Pre Calculus 10 question

[Rainbow]

I am having problems with this, can anyone help?

The perimeter of a rectangle is 64cm. Twice the width is 4cm more than the length. Find the dimensions of the rectangle.

I have to write a system of equations to solve it.

My length would be; 2(width) - 4

My first equation I think would be; x +y = 64, or would it be 2x + 2y = 64, and then where do I go from here?

 

[serds]

hey, first of all you have to define the varibles: x=lenght; y=width or vice versa. Secondly, the perimeter is 2x+2y because there are two sides of each, so it's 2x+2y=64

 

[Deleted member 4993]

I am having problems with this, can anyone help?

The perimeter of a rectangle is 64cm. Twice the width is 4cm more than the length.

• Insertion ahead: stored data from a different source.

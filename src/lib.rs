//! Model Aggregator - run one prompt against one or many AI models
//!
//! The crate is built around an execution orchestrator: a small state
//! machine that owns the selected mode, the model catalog, the current
//! selection and prompt, and the outcome of the most recent execution. The
//! HTTP endpoints that actually invoke models sit behind the [`api::Backend`]
//! trait.

pub mod api;
pub mod command;
pub mod config;
pub mod error;
pub mod model;
pub mod orchestrator;
pub mod paths;
pub mod report;

pub use api::{Backend, ExecutionRequest, ExecutionResult, HttpBackend};
pub use command::{Command, SLASH_COMMANDS, SlashCommand, parse_line};
pub use config::Config;
pub use error::{ExecutionError, ValidationError};
pub use model::{ExecutionMode, Model, PromptField, PromptPayload};
pub use orchestrator::{Intent, Orchestrator, OrchestratorState, Phase};
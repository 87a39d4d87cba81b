//! Catalog entries, execution modes, and the prompt payload

use serde::{Deserialize, Serialize};
use std::fmt;
use std::str::FromStr;

/// Kind of input a model can accept alongside the prompt text.
#[derive(Debug, Clone, Copy, PartialEq, Eq, Hash)]
pub enum Modality {
    /// Plain prompt text.
    Text,
    /// An image reference (`image_url`).
    Image,
    /// An audio reference (`audio_url`).
    Audio,
}

impl Modality {
    /// Lowercase label used by the catalog's `input_modalities` list.
    #[must_use]
    pub const fn label(self) -> &'static str {
        match self {
            Self::Text => "text",
            Self::Image => "image",
            Self::Audio => "audio",
        }
    }
}

impl fmt::Display for Modality {
    fn fmt(&self, f: &mut fmt::Formatter<'_>) -> fmt::Result {
        f.write_str(self.label())
    }
}

/// A model advertised by `GET /api/models`.
#[derive(Debug, Clone, PartialEq, Eq, Serialize, Deserialize)]
pub struct Model {
    /// Unique model identifier, sent back verbatim in execution requests.
    pub id: String,

    /// Human-readable name
    #[serde(default, skip_serializing_if = "Option::is_none")]
    pub name: Option<String>,

    /// Provider that serves the model
    #[serde(default, skip_serializing_if = "Option::is_none")]
    pub provider: Option<String>,

    /// Short description
    #[serde(default, skip_serializing_if = "Option::is_none")]
    pub description: Option<String>,

    /// Declared input modalities (`text`, `image`, `audio`).
    ///
    /// An empty list means the catalog did not say.
    #[serde(default, skip_serializing_if = "Vec::is_empty")]
    pub input_modalities: Vec<String>,
}

impl Model {
    /// Create a catalog entry with only an identifier.
    #[must_use]
    pub fn new(id: impl Into<String>) -> Self {
        Self {
            id: id.into(),
            name: None,
            provider: None,
            description: None,
            input_modalities: Vec::new(),
        }
    }

    /// Name to show for this model, falling back to its identifier.
    #[must_use]
    pub fn display_name(&self) -> &str {
        self.name.as_deref().unwrap_or(&self.id)
    }

    /// Whether the model accepts the given modality.
    ///
    /// Text is always accepted. Models without declared modalities are
    /// assumed to accept everything.
    #[must_use]
    pub fn supports(&self, modality: Modality) -> bool {
        modality == Modality::Text
            || self.input_modalities.is_empty()
            || self
                .input_modalities
                .iter()
                .any(|m| m.eq_ignore_ascii_case(modality.label()))
    }
}

/// Whether a prompt goes to one model or to a set of models.
#[derive(Debug, Default, Clone, Copy, PartialEq, Eq, Hash, Serialize, Deserialize)]
#[serde(rename_all = "lowercase")]
pub enum ExecutionMode {
    /// Exactly one selected model, sent to the single-execution endpoint.
    #[default]
    Single,
    /// Any number of selected models, sent to the multi-execution endpoint.
    Multi,
}

impl ExecutionMode {
    /// All modes, in display order.
    pub const ALL: &'static [Self] = &[Self::Single, Self::Multi];

    /// Lowercase label shown in the UI.
    #[must_use]
    pub const fn label(self) -> &'static str {
        match self {
            Self::Single => "single",
            Self::Multi => "multi",
        }
    }

    /// Whether more than one model may be selected in this mode.
    #[must_use]
    pub const fn allows_multiple(self) -> bool {
        matches!(self, Self::Multi)
    }
}

impl fmt::Display for ExecutionMode {
    fn fmt(&self, f: &mut fmt::Formatter<'_>) -> fmt::Result {
        f.write_str(self.label())
    }
}

/// Error returned when a string is not a known [`ExecutionMode`].
#[derive(Debug, Clone, PartialEq, Eq, thiserror::Error)]
#[error("unknown execution mode '{0}' (expected 'single' or 'multi')")]
pub struct ParseModeError(pub String);

impl FromStr for ExecutionMode {
    type Err = ParseModeError;

    fn from_str(s: &str) -> Result<Self, Self::Err> {
        Self::ALL
            .iter()
            .copied()
            .find(|mode| mode.label().eq_ignore_ascii_case(s.trim()))
            .ok_or_else(|| ParseModeError(s.to_string()))
    }
}

/// Which part of the prompt payload an edit targets.
#[derive(Debug, Clone, Copy, PartialEq, Eq)]
pub enum PromptField {
    /// The prompt text itself.
    Text,
    /// The optional image reference.
    ImageUrl,
    /// The optional audio reference.
    AudioUrl,
}

/// The prompt as the user is editing it.
///
/// Fields hold raw input; trimming happens when a request is built.
#[derive(Debug, Clone, Default, PartialEq, Eq)]
pub struct PromptPayload {
    /// Prompt text
    pub text: String,
    /// Image reference, empty when unset
    pub image_url: String,
    /// Audio reference, empty when unset
    pub audio_url: String,
}

impl PromptPayload {
    /// Replace one field with a new raw value.
    pub fn set(&mut self, field: PromptField, value: String) {
        match field {
            PromptField::Text => self.text = value,
            PromptField::ImageUrl => self.image_url = value,
            PromptField::AudioUrl => self.audio_url = value,
        }
    }

    /// Trimmed prompt text, or `None` when it is blank.
    #[must_use]
    pub fn trimmed_text(&self) -> Option<&str> {
        non_blank(&self.text)
    }

    /// Trimmed image reference, or `None` when it is blank.
    #[must_use]
    pub fn image_reference(&self) -> Option<&str> {
        non_blank(&self.image_url)
    }

    /// Trimmed audio reference, or `None` when it is blank.
    #[must_use]
    pub fn audio_reference(&self) -> Option<&str> {
        non_blank(&self.audio_url)
    }
}

fn non_blank(value: &str) -> Option<&str> {
    let trimmed = value.trim();
    (!trimmed.is_empty()).then_some(trimmed)
}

Find the dimensions of the rectangle.

I have to write a system of equations to solve it.

My length would be; 2(width) - 4

My first equation I think would be; x +y = 64, or would it be 2x + 2y = 64, and then where do I go from here?

If length = L and Width = W then the first given condition:

The perimeter of a rectangle is 64cm

translates to:

2*L + 2*W = 64.................................................................(1)

Now convert the next condition to an equation:

Twice the width is 4cm more than the length

L = 2* W - 4.......................................................................(2)

Now solve for L and W from (1) and (2)